Work required: Only the lines holding "trimmed" are wanted. Copy every one from the records below.

Material provided:
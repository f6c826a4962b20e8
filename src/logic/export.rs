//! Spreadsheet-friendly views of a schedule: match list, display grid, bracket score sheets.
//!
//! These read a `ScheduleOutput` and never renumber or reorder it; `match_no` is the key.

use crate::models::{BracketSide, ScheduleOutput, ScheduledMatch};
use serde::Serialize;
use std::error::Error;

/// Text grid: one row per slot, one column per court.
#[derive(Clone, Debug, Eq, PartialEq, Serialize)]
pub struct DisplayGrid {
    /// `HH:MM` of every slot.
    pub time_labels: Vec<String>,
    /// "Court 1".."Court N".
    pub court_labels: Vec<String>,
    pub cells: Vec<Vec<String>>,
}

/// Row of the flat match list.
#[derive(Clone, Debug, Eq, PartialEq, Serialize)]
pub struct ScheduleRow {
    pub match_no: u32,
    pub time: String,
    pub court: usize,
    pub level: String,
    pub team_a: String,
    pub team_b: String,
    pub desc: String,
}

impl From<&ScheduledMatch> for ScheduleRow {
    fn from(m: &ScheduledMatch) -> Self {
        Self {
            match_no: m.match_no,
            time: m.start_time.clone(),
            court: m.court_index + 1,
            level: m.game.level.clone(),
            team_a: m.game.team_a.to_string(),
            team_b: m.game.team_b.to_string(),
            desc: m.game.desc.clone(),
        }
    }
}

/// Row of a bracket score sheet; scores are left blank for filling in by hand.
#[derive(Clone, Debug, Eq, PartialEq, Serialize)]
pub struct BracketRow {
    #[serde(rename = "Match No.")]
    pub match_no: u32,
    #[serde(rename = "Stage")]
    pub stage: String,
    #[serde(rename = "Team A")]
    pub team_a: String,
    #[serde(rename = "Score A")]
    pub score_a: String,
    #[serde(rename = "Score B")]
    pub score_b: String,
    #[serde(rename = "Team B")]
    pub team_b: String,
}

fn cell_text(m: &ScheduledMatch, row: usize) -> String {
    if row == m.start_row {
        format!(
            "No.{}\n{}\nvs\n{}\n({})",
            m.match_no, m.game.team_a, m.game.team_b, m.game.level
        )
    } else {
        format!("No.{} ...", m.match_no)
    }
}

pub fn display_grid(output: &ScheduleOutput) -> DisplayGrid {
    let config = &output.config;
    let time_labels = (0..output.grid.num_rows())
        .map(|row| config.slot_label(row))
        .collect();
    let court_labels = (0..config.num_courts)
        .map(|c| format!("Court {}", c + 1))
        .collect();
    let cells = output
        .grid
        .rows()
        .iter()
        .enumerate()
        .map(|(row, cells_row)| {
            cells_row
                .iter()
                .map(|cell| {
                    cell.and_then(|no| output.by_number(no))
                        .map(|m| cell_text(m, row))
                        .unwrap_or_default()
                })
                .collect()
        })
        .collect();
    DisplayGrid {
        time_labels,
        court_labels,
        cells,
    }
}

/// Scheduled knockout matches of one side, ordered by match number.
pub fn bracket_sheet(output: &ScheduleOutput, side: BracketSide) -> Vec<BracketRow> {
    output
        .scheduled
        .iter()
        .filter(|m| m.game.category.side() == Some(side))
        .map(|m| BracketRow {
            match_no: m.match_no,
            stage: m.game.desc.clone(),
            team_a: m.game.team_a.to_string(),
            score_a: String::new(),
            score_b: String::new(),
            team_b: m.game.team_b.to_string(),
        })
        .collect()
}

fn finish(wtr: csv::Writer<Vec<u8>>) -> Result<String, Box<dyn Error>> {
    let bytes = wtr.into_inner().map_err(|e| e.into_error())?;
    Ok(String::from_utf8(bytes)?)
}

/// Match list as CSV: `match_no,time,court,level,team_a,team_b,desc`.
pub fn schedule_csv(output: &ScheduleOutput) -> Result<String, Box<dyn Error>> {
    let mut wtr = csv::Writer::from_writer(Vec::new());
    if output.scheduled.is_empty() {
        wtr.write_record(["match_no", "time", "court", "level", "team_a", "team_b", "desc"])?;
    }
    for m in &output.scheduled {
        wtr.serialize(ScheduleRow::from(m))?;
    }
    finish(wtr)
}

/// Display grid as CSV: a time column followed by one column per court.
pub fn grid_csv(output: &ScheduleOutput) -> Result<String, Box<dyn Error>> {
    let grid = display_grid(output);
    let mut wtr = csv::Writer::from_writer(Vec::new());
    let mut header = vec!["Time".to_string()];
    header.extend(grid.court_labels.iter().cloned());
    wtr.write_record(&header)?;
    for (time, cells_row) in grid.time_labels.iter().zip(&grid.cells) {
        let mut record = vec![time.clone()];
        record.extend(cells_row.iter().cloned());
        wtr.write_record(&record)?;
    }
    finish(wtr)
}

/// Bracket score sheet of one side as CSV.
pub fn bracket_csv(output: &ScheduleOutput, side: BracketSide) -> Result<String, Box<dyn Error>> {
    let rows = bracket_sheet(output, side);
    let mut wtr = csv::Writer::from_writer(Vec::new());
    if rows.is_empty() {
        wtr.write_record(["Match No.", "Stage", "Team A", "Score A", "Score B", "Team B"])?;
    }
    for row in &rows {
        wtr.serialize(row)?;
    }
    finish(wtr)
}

--

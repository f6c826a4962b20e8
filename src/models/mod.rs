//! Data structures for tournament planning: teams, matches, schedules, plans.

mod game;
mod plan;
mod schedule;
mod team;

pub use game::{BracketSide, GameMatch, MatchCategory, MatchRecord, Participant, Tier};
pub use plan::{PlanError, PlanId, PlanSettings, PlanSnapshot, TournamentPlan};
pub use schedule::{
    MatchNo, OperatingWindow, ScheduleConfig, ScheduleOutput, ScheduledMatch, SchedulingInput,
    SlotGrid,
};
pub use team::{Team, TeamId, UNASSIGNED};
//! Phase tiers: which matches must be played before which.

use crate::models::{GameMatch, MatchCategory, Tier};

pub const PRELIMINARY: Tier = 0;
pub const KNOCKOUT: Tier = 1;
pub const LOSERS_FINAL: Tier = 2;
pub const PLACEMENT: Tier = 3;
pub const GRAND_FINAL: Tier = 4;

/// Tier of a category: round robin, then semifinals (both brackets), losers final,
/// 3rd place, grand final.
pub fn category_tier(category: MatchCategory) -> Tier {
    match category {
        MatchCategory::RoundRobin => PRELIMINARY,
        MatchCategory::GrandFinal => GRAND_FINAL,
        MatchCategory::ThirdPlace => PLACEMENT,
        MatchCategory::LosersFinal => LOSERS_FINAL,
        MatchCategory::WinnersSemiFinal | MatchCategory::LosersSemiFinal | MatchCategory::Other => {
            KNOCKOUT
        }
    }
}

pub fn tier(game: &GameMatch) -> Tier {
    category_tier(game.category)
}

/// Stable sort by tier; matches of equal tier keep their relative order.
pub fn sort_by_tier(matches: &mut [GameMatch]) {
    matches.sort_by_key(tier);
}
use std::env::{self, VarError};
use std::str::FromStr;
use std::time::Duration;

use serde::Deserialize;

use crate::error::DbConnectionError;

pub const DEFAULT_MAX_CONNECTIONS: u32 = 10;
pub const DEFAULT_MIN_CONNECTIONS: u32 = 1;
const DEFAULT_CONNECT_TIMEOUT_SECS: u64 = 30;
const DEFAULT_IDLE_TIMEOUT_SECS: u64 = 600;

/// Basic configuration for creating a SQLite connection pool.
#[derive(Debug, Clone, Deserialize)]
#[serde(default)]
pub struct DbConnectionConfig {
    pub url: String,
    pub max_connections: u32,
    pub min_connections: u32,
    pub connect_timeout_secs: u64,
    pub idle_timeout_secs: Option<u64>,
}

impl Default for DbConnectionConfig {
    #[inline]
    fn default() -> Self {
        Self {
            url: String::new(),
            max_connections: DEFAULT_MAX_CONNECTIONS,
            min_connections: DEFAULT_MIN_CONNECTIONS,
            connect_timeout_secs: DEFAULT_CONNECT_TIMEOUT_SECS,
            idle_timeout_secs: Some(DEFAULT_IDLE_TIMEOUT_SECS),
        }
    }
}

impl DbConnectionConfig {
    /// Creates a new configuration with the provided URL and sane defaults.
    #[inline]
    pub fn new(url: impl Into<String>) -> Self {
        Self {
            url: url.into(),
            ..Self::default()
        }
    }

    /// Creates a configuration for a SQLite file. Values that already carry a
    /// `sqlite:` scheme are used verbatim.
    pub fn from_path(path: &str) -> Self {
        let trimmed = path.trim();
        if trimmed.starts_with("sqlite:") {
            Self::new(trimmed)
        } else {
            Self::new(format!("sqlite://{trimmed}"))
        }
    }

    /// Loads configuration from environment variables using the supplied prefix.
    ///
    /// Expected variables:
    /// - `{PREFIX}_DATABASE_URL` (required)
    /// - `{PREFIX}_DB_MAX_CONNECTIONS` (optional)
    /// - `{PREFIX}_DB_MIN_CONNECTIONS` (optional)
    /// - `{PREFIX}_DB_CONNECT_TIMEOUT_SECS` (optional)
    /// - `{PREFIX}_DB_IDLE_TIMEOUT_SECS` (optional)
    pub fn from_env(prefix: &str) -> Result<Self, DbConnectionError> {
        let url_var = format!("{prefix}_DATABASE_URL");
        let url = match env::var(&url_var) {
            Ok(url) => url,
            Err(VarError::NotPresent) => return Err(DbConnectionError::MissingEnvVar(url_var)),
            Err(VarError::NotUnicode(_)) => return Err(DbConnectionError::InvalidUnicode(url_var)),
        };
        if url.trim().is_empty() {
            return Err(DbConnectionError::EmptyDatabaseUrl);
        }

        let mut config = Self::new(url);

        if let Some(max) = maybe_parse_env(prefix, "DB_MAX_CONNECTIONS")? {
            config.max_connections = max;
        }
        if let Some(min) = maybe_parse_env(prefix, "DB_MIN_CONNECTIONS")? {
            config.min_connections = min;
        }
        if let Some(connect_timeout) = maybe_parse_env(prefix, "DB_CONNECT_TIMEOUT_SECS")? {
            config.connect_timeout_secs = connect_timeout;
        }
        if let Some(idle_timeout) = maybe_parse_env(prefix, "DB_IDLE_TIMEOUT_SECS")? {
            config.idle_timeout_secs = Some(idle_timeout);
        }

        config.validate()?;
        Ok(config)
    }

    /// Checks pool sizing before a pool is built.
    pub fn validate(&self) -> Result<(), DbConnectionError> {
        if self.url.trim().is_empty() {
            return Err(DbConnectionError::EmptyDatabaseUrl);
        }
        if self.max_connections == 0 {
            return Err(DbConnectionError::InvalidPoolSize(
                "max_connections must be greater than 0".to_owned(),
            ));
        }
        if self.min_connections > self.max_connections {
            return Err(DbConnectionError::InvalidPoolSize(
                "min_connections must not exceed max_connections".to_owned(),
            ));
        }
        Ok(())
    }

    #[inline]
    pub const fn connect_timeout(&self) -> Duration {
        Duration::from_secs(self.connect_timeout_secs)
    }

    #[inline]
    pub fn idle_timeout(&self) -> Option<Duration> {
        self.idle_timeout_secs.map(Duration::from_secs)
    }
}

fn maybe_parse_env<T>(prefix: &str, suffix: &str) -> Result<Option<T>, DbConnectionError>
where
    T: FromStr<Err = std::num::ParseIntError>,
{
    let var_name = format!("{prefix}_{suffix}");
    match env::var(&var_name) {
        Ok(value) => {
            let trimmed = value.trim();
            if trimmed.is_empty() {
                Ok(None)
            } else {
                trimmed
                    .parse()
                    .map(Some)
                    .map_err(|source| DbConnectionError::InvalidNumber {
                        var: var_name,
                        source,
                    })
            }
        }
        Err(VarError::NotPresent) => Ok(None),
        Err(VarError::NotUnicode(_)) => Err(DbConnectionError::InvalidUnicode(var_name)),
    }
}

Result:
        let trimmed = path.trim();
        if trimmed.starts_with("sqlite:") {
            Self::new(trimmed)
            Self::new(format!("sqlite://{trimmed}"))
            let trimmed = value.trim();
            if trimmed.is_empty() {
                trimmed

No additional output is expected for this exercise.